Saturday, February 27, 2010

Local Search Frustration? Here's Why


Local Search Complexity = SMB Frustration

At our recent Local University in Spokane, Mike Blumenthalexplained to small business owners how Google and Bing assemble a Local listing. Mike explained that the major search engines pull in a number of disparate pieces of information (street address, phone number, hours of operation, etc.) about a business from just about any source they can crawl – obviously weighted more heavily towards sources they trust, including their own Local databases.

He further blew our minds with the notion that this two dimensional chart of location information not only expanded infinitely in two dimensions to cover additional local information sources, but also extended into three dimensions, with time as the additional variable. Suggesting, in other words, that recent changes to listing information that aren’t corroborated by other sources may be overwhelmed by the weight of a particular listing’s history!

This lack of transparency and understanding of how listing “clusters” are formed understandably leads to frustration on the part of the business owner, particularly when his experience to date has simply been to tell the Yellow Pages rep how he’d like his information represented year after year.

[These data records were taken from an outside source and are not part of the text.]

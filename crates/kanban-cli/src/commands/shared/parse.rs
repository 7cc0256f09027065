use std::fmt::Display;
use std::str::FromStr;

/// Parse a closed enum value (case-insensitive) from a command-line string.
pub fn parse_enum<T>(raw: &str, field: &str) -> anyhow::Result<T>
where
    T: FromStr,
    T::Err: Display,
{
    raw.parse::<T>()
        .map_err(|error| anyhow::anyhow!("invalid {field} '{raw}': {error}"))
}
use crate::cli::GlobalFlags;
use crate::cli::root_commands::Commands;
use crate::commands;
use crate::context::AppContext;

/// Dispatch a parsed command to the corresponding handler module.
pub async fn dispatch(
    command: Commands,
    ctx: &AppContext,
    flags: &GlobalFlags,
) -> anyhow::Result<()> {
    match command {
        Commands::Create(args) => commands::create::run(args, ctx, flags).await,
        Commands::List(args) => commands::list::run(args.status.as_deref(), ctx, flags).await,
        Commands::Board => commands::board::run(ctx, flags).await,
        Commands::Show(args) => commands::show::run(&args.key, ctx, flags).await,
        Commands::Edit(args) => commands::edit::run(args.into(), ctx, flags).await,
    }
}
//! Document views of a `TaskRecord` and the strict document decoder.
//!
//! A record is persisted as one JSON object. Two views exist because `key`
//! and `creation` are set once:
//!
//! - the **creation view** carries all nine fields and is only written when
//!   the key does not exist yet;
//! - the **update view** carries the six mutable fields and never `key` or
//!   `creation`.
//!
//! Scalars are emitted as JSON strings (enum values included), `parent` as a
//! string or `null`, and `history` as the array of its opaque entries.

use serde::Deserialize;
use serde::de::{self, Deserializer};
use serde_json::{Map, Value};

use crate::entities::{HistoryEntry, TaskRecord};
use crate::enums::{TaskStatus, TaskType};
use crate::errors::CoreError;

/// A stored document: a JSON object keyed by field name.
pub type Document = Map<String, Value>;

pub const KEY: &str = "key";
pub const TYPE: &str = "type";
pub const CREATION: &str = "creation";
pub const ESTIMATE: &str = "estimate";
pub const TIME_SPENT: &str = "time_spent";
pub const STATUS: &str = "status";
pub const DESCRIPTION: &str = "description";
pub const PARENT: &str = "parent";
pub const HISTORY: &str = "history";

/// Every field of the creation view, in document order.
pub const RECORD_FIELDS: [&str; 9] = [
    KEY,
    TYPE,
    CREATION,
    ESTIMATE,
    TIME_SPENT,
    STATUS,
    DESCRIPTION,
    PARENT,
    HISTORY,
];

/// Fields of the update view.
pub const UPDATE_FIELDS: [&str; 6] = [TYPE, TIME_SPENT, STATUS, DESCRIPTION, PARENT, HISTORY];

impl TaskRecord {
    /// All nine fields, for a first write.
    #[must_use]
    pub fn creation_view(&self) -> Document {
        let mut doc = Document::new();
        doc.insert(KEY.into(), Value::String(self.key.clone()));
        doc.insert(TYPE.into(), Value::String(self.kind.as_str().into()));
        doc.insert(CREATION.into(), Value::String(self.creation.clone()));
        doc.insert(ESTIMATE.into(), Value::String(self.estimate.clone()));
        self.write_mutable(&mut doc);
        doc
    }

    /// The six mutable fields, for overwriting an existing document.
    #[must_use]
    pub fn update_view(&self) -> Document {
        let mut doc = Document::new();
        doc.insert(TYPE.into(), Value::String(self.kind.as_str().into()));
        self.write_mutable(&mut doc);
        doc
    }

    fn write_mutable(&self, doc: &mut Document) {
        doc.insert(TIME_SPENT.into(), Value::String(self.time_spent.clone()));
        doc.insert(STATUS.into(), Value::String(self.status.as_str().into()));
        doc.insert(DESCRIPTION.into(), Value::String(self.description.clone()));
        doc.insert(
            PARENT.into(),
            self.parent.clone().map_or(Value::Null, Value::String),
        );
        doc.insert(
            HISTORY.into(),
            Value::Array(
                self.history
                    .iter()
                    .map(|entry| entry.as_value().clone())
                    .collect(),
            ),
        );
    }

    /// Decode a stored document field for field.
    ///
    /// # Errors
    ///
    /// - `CoreError::MissingField` if any of the nine fields is absent.
    /// - `CoreError::InvalidValue` if `type` or `status` is not a known variant.
    /// - `CoreError::InvalidField` if a field has the wrong JSON shape.
    pub fn from_document(doc: &Document) -> Result<Self, CoreError> {
        if let Some(missing) = RECORD_FIELDS.iter().find(|f| !doc.contains_key(**f)) {
            return Err(CoreError::MissingField {
                field: (*missing).to_string(),
            });
        }

        Ok(Self {
            key: string_field(doc, KEY)?,
            kind: TaskType::from_stored(&string_field(doc, TYPE)?)?,
            creation: string_field(doc, CREATION)?,
            estimate: scalar_field(doc, ESTIMATE)?,
            time_spent: scalar_field(doc, TIME_SPENT)?,
            status: TaskStatus::from_stored(&string_field(doc, STATUS)?)?,
            description: string_field(doc, DESCRIPTION)?,
            parent: optional_string_field(doc, PARENT)?,
            history: history_field(doc)?,
        })
    }
}

/// Decode a batch of documents, failing on the first bad one.
///
/// # Errors
///
/// Returns the first `CoreError` raised by [`TaskRecord::from_document`].
pub fn from_documents<'a, I>(docs: I) -> Result<Vec<TaskRecord>, CoreError>
where
    I: IntoIterator<Item = &'a Document>,
{
    docs.into_iter().map(TaskRecord::from_document).collect()
}

impl<'de> Deserialize<'de> for TaskRecord {
    fn deserialize<D>(deserializer: D) -> Result<Self, D::Error>
    where
        D: Deserializer<'de>,
    {
        let doc = Document::deserialize(deserializer)?;
        Self::from_document(&doc).map_err(de::Error::custom)
    }
}

fn invalid(field: &str, reason: &str) -> CoreError {
    CoreError::InvalidField {
        field: field.to_string(),
        reason: reason.to_string(),
    }
}

fn string_field(doc: &Document, field: &str) -> Result<String, CoreError> {
    match doc.get(field) {
        Some(Value::String(s)) => Ok(s.clone()),
        _ => Err(invalid(field, "expected a string")),
    }
}

/// Estimates and time spent are opaque; older documents stored them as numbers.
fn scalar_field(doc: &Document, field: &str) -> Result<String, CoreError> {
    match doc.get(field) {
        Some(Value::String(s)) => Ok(s.clone()),
        Some(Value::Number(n)) => Ok(n.to_string()),
        _ => Err(invalid(field, "expected a string or number")),
    }
}

fn optional_string_field(doc: &Document, field: &str) -> Result<Option<String>, CoreError> {
    match doc.get(field) {
        Some(Value::Null) => Ok(None),
        Some(Value::String(s)) => Ok(Some(s.clone())),
        _ => Err(invalid(field, "expected a string or null")),
    }
}

fn history_field(doc: &Document) -> Result<Vec<HistoryEntry>, CoreError> {
    match doc.get(HISTORY) {
        Some(Value::Array(items)) => Ok(items.iter().cloned().map(HistoryEntry::new).collect()),
        _ => Err(invalid(HISTORY, "expected an array")),
    }
}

The bottom line: if you don’t claim and verify each and every listing on each and every search engine and data provider, Google and the other search engines are forced to make a “best guess,” by clustering information that seems to match up, and they don’t always guess right.

My Take

The daunting and inefficient choices for local advertising are temporary - a left-over effect of the mad rush by businesses to get found on the Web.

As Web advertising options begin to take shape, social media is achieving dominance in both traffic and advertising effectiveness. HubSpot's Mark Roberge demonstrated this in his keynote at yesterday's Hartford Business Journal eTechnology Summit. By a show of hands, he illustrated the staggering contrast between purchase decisions influenced by traditional ads vs. social/web research & recommendations.

The "Social Web" provides major advantages over the "Search Web" - higher quality interactions; less "noise"; lower cost' higher yield. Consumers and advertisers who 'get social' will realize these benefits.

The only losers will be the firms who thought short-term and provided unimaginative quick-fixes as well as old media firms that failed to adapt.

Tuesday, February 9, 2010

After the Hype - Does Trust Remain?


Heavy participation in social networks ignited enormous hype around the newfound economic value of relationships. Recognizing the advertising opportunity, companies attempted all manner of ways to pose as our trusted friends in order to sell products using the new venue of social media.

While the advertising industry itself, followed by the justice system, clamped down on the glaringly unethical and deceptive practices, many more clever and subtle social techniques are still employed.

There's nary a Facebook app that is not the social Web's version of Hollywood product placement. Not that this is necessarily bad. Like any other advertising, it will continue to be as long as there is a market for it - even though consumers gradually tune it out.

Which brings us to the real question. Is trust in relationships gone? Based on the 2010 Edelman Trust Barometer you might conclude "yes".

According to the survey, trust in information from friends and peers, “people like me,” dropped by 20 points, from 47 to 27 percent. That is a 42% drop in just two years.

To get to the bottom of it, let me ask - do you trust your friends and family 42% less? Do you trust 42% fewer of the people you trusted in 2008? If you answered "yes", then please call a psychologist now. It's crazy to accept this statistic as a measurement of trust among "real, trusted relationships".

The Edelman study merely points out that the rush of ad dollars and marketing resources into social media produced a fad - and fads don't last. It'd be wonderful to trust every person who recommended a surefire-make-money-now-from-home-scheme on Twitter; or to believe that every 20 year old named Bambi really wants to be your Facebook friend; or every headhunter with 20,000 LinkedIn connections just found a great career opportunity for you.

To see the ridiculousness of this statistic, you merely need to see if the converse is true. Ask local businesses, many of whom get 80+% of their new customers from referrals, if they are now getting close to half of that.

Bottom line - social media is another media. It can never fabricate trust. And it will never create friends - even though, when used well, it can help you build relationships.

And relationships is where the trust is - and will stay.